Thursday, July 31, 2008

Women's Head Veils (Mantillas) at Church

[Mantilla.jpg]

[ source ]


The January 2005 issue of This Rock ("Quick Questions") dealt with the issue of veils:
Q: Did the Vatican ever publish a document stating that women are not supposed to wear head veils to church anymore?

A: No. Women are free to wear a head covering to church if they so desire. It’s just not required.

The document Inter Insigniores [ link ] by the Congregation for the Doctrine of the Faith (October 15, 1976) stated that the 1917 Code of Canon Law (canon 1262.2) requiring women to wear veils on their heads was a custom of the period and that such ordinances "concern scarcely more than disciplinary practices of minor importance." Thus the obligation "no longer has a normative value." But, as a sign of respect, women still are required to wear a veil when meeting the pope.
Here is the passage referred to above, from that document:
Another objection is based upon the transitory character that one claims to see today in some of the prescriptions of Saint Paul concerning women, and upon the difficulties that some aspects of his teaching raise in this regard. But it must be noted that these ordinances, probably inspired by the customs of the period, concern scarcely more than disciplinary practices of minor importance, such as the obligation imposed upon women to wear a veil on the head (1 Cor 11:2-6); such requirements no longer have a normative value.
Colin B. Donovan, STL, gave a reply on this question at EWTN ("Head Coverings in Church").

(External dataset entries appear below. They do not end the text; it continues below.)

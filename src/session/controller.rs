use super::permission::{Permission, permissions_for};
use crate::error::{ApiError, record};
use crate::transport::{ApiRequest, AuthEvent, TokenPair, Transport};
use desidia_schema::{
    AuthResponse, ChangePasswordRequest, LoginRequest, RegisterRequest, ResetPasswordRequest,
    User, UserRole, UserSettings,
};
use serde::Serialize;
use serde_json::json;
use std::sync::Arc;
use tracing::{debug, info, warn};

/// Partial profile edit; absent fields are left untouched server-side.
#[derive(Debug, Clone, Default, Serialize)]
#[serde(rename_all = "camelCase")]
pub struct ProfileUpdate {
    #[serde(skip_serializing_if = "Option::is_none")]
    pub name: Option<String>,
    #[serde(skip_serializing_if = "Option::is_none")]
    pub avatar: Option<String>,
    #[serde(skip_serializing_if = "Option::is_none")]
    pub settings: Option<UserSettings>,
}

/// The signed-in user and the lifecycle around it.
pub struct Session {
    transport: Arc<Transport>,
    user: Option<User>,
    is_loading: bool,
    is_initialized: bool,
    error: Option<String>,
}

impl Session {
    pub fn new(transport: Arc<Transport>) -> Self {
        Self {
            transport,
            user: None,
            is_loading: false,
            is_initialized: false,
            error: None,
        }
    }

    /// Restore persisted tokens and load the user behind them.
    ///
    /// Runs once; later calls return immediately. A failed `/auth/me` logs
    /// the session out instead of surfacing an error.
    pub async fn initialize(&mut self) {
        if self.is_initialized {
            return;
        }
        self.is_loading = true;
        self.error = None;

        if self.transport.restore().await {
            match self.transport.get::<User>("/auth/me").await {
                Ok(user) => {
                    info!(user_id = %user.id, "Session restored");
                    self.user = Some(user);
                }
                Err(err) => {
                    warn!(code = %err.code, "Persisted session rejected, signing out");
                    self.logout().await;
                }
            }
        }

        self.is_loading = false;
        self.is_initialized = true;
    }

    pub async fn login(&mut self, credentials: &LoginRequest) -> Result<AuthResponse, ApiError> {
        let req = ApiRequest::post("/auth/login").json(credentials)?;
        self.authenticate(req, "Login failed").await
    }

    pub async fn register(&mut self, data: &RegisterRequest) -> Result<AuthResponse, ApiError> {
        let req = ApiRequest::post("/auth/register").json(data)?;
        self.authenticate(req, "Registration failed").await
    }

    async fn authenticate(
        &mut self,
        req: ApiRequest,
        fallback: &str,
    ) -> Result<AuthResponse, ApiError> {
        self.is_loading = true;
        self.error = None;

        let result = self
            .transport
            .send_as::<AuthResponse>(&req.without_auth_refresh())
            .await;
        self.is_loading = false;

        let resp = match result {
            Ok(resp) => resp,
            Err(err) => {
                self.error = Some(if err.message.is_empty() {
                    fallback.to_string()
                } else {
                    err.message.clone()
                });
                return Err(err);
            }
        };

        self.transport
            .set_credentials(TokenPair::new(&resp.access_token, &resp.refresh_token))
            .await;
        self.user = Some(resp.user.clone());
        info!(user_id = %resp.user.id, "Signed in");
        Ok(resp)
    }

    /// Best-effort server revocation, then an unconditional local wipe.
    pub async fn logout(&mut self) {
        if self.transport.has_credentials()
            && let Err(err) = self.transport.send_unit(&ApiRequest::post("/auth/logout")).await
        {
            debug!(code = %err.code, "Ignoring logout revocation failure");
        }

        self.user = None;
        self.error = None;
        self.transport.clear_credentials().await;
        info!("Signed out");
    }

    pub async fn update_profile(&mut self, data: &ProfileUpdate) -> Result<User, ApiError> {
        self.is_loading = true;
        self.error = None;
        let result = record(
            &mut self.error,
            self.transport.post::<_, User>("/auth/profile", data).await,
        );
        self.is_loading = false;

        let user = result?;
        self.user = Some(user.clone());
        Ok(user)
    }

    pub async fn change_password(&mut self, data: &ChangePasswordRequest) -> Result<(), ApiError> {
        let req = ApiRequest::post("/auth/change-password").json(data)?;
        self.run_unit(req).await
    }

    pub async fn request_password_reset(&mut self, email: &str) -> Result<(), ApiError> {
        let req = ApiRequest::post("/auth/forgot-password").body(json!({ "email": email }));
        self.run_unit(req).await
    }

    pub async fn reset_password(&mut self, data: &ResetPasswordRequest) -> Result<(), ApiError> {
        let req = ApiRequest::post("/auth/reset-password").json(data)?;
        self.run_unit(req).await
    }

    pub async fn verify_email(&mut self, token: &str) -> Result<(), ApiError> {
        let req = ApiRequest::post("/auth/verify-email").body(json!({ "token": token }));
        self.run_unit(req).await
    }

    pub async fn resend_verification_email(&mut self) -> Result<(), ApiError> {
        self.run_unit(ApiRequest::post("/auth/resend-verification"))
            .await
    }

    async fn run_unit(&mut self, req: ApiRequest) -> Result<(), ApiError> {
        self.is_loading = true;
        self.error = None;
        let result = record(&mut self.error, self.transport.send_unit(&req).await);
        self.is_loading = false;
        result
    }

    /// React to a transport signal. Tokens are already gone on
    /// `SessionExpired`; only the in-memory identity remains to drop.
    pub fn handle_auth_event(&mut self, event: AuthEvent) {
        match event {
            AuthEvent::SessionExpired => {
                if self.user.take().is_some() {
                    info!("Session expired");
                }
            }
        }
    }

    pub fn has_permission(&self, permission: Permission) -> bool {
        self.user
            .as_ref()
            .is_some_and(|u| permissions_for(u.role).contains(&permission))
    }

    pub fn has_role(&self, roles: &[UserRole]) -> bool {
        self.user.as_ref().is_some_and(|u| roles.contains(&u.role))
    }

    pub fn user(&self) -> Option<&User> {
        self.user.as_ref()
    }

    pub fn is_authenticated(&self) -> bool {
        self.user.is_some() && self.transport.has_credentials()
    }

    pub fn is_loading(&self) -> bool {
        self.is_loading
    }

    pub fn is_initialized(&self) -> bool {
        self.is_initialized
    }

    pub fn error(&self) -> Option<&str> {
        self.error.as_deref()
    }

    pub fn user_name(&self) -> &str {
        self.user.as_ref().map_or("", |u| u.name.as_str())
    }

    pub fn user_email(&self) -> &str {
        self.user.as_ref().map_or("", |u| u.email.as_str())
    }

    pub fn user_avatar(&self) -> Option<&str> {
        self.user.as_ref().and_then(|u| u.avatar.as_deref())
    }

    pub fn user_initials(&self) -> String {
        initials(self.user_name())
    }

    pub fn user_role(&self) -> UserRole {
        self.user.as_ref().map_or(UserRole::Member, |u| u.role)
    }

    pub fn is_owner(&self) -> bool {
        self.has_role(&[UserRole::Owner])
    }

    pub fn is_admin(&self) -> bool {
        self.has_role(&[UserRole::Owner, UserRole::Admin])
    }

    pub fn transport(&self) -> &Arc<Transport> {
        &self.transport
    }
}

fn initials(name: &str) -> String {
    if name.is_empty() {
        return "?".to_string();
    }
    let mut words = name.split(' ');
    let picked: String = match (words.next(), words.next()) {
        (Some(first), Some(second)) => first.chars().take(1).chain(second.chars().take(1)).collect(),
        _ => name.chars().take(2).collect(),
    };
    picked.to_uppercase()
}

#[cfg(test)]
mod tests {
    use super::*;
    use crate::db::MemoryStore;
    use url::Url;

    fn session_with(role: Option<UserRole>) -> Session {
        let transport = Transport::with_client(
            reqwest::Client::new(),
            Url::parse("http://localhost/api").expect("base url"),
            Arc::new(MemoryStore::new()),
        )
        .expect("transport");
        let mut session = Session::new(Arc::new(transport));
        session.user = role.map(|role| User {
            id: "u1".into(),
            name: "Ada Lovelace".into(),
            role,
            ..User::default()
        });
        session
    }

    #[test]
    fn initials_follow_name_shape() {
        assert_eq!(initials("Ada Lovelace"), "AL");
        assert_eq!(initials("ada"), "AD");
        assert_eq!(initials("x"), "X");
        assert_eq!(initials(""), "?");
    }

    #[test]
    fn permissions_follow_role() {
        assert!(!session_with(None).has_permission(Permission::TaskView));
        assert!(session_with(Some(UserRole::Owner)).has_permission(Permission::WorkspaceManage));
        assert!(session_with(Some(UserRole::Admin)).has_permission(Permission::MemberInvite));
        assert!(!session_with(Some(UserRole::Member)).has_permission(Permission::TaskDelete));
        assert!(!session_with(Some(UserRole::Guest)).has_permission(Permission::TaskCreate));
    }

    #[test]
    fn role_getters() {
        let admin = session_with(Some(UserRole::Admin));
        assert!(admin.is_admin());
        assert!(!admin.is_owner());
        assert!(admin.has_role(&[UserRole::Guest, UserRole::Admin]));
        assert_eq!(admin.user_initials(), "AL");

        let anon = session_with(None);
        assert_eq!(anon.user_role(), UserRole::Member);
        assert_eq!(anon.user_initials(), "?");
        assert!(!anon.is_authenticated());
    }

    #[test]
    fn session_expired_drops_user() {
        let mut s = session_with(Some(UserRole::Member));
        s.handle_auth_event(AuthEvent::SessionExpired);
        assert!(s.user().is_none());
    }
}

The CHNI board had threads on the topic in April 2007 and May 2007.

What little I've said about this in the past amounted to an urging of Catholic women to (by all means) wear a veil if they want to do so, but not to impose any such obligation on others, since the Church does not do so at this time, or act as if they are more obedient or spiritually superior in so doing. Nor should women who don't wear it frown upon those who do (assuming the latter don't exhibit questionable attitudes just described).

I think they're beautiful and graceful-looking myself (particularly ones like that pictured above): like bridal veils. Insofar as the intention is as a sign of modesty and femininity and submission to God, that's great. On the other hand, my wife has never worn one to church. Live and let live. Worship and let worship.